Institute of Biochemistry, Carleton University, Ottawa, ON, Canada.
J Mol Evol. 2022 Aug;90(3-4):239-243. doi: 10.1007/s00239-022-10058-0. Epub 2022 Jun 2.
We draw attention to an under-appreciated simulation method for generating artificial data in a phylogenetic context. The approach, which we refer to as jump-chain simulation, can invoke rich models of molecular evolution having intractable likelihood functions. As an example, we simulate data under a context-dependent model allowing for CpG hypermutability and show how such a feature can mislead common codon models used for detecting positive selection. We discuss more generally how this method can serve to elucidate the ways by which currently used models for inference are susceptible to violations of their underlying assumptions.
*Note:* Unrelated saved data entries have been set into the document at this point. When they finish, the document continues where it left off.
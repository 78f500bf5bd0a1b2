//! Logging configuration

use super::*;
use serde::{Deserialize, Serialize};

/// Logging configuration
#[derive(Debug, Clone, Serialize, Deserialize)]
pub struct LoggingConfig {
    /// Level or `EnvFilter` directives
    #[serde(default = "default_log_level")]
    pub level: String,
    #[serde(default)]
    pub format: LogFormat,
}

impl Default for LoggingConfig {
    fn default() -> Self {
        Self {
            level: default_log_level(),
            format: LogFormat::default(),
        }
    }
}

/// Output format of the log subscriber
#[derive(Debug, Clone, Copy, PartialEq, Eq, Serialize, Deserialize, Default)]
#[serde(rename_all = "lowercase")]
pub enum LogFormat {
    #[default]
    Text,
    Json,
}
Finally, we show how the method could serve as an inference engine in the Approximate Bayesian Computation framework.
我们提请注意一种在系统发育背景下生成人工数据的未被充分重视的模拟方法。我们称之为跳跃链模拟的方法,可以调用具有难以处理的似然函数的丰富的分子进化模型。例如,我们在允许 CpG 超突变的上下文相关模型下模拟数据,并展示这样的特征如何会误导用于检测正选择的常见密码子模型。我们更一般地讨论了这种方法如何有助于阐明目前用于推理的模型如何容易违反其基本假设。最后,我们展示了该方法如何在近似贝叶斯计算框架中充当推理引擎。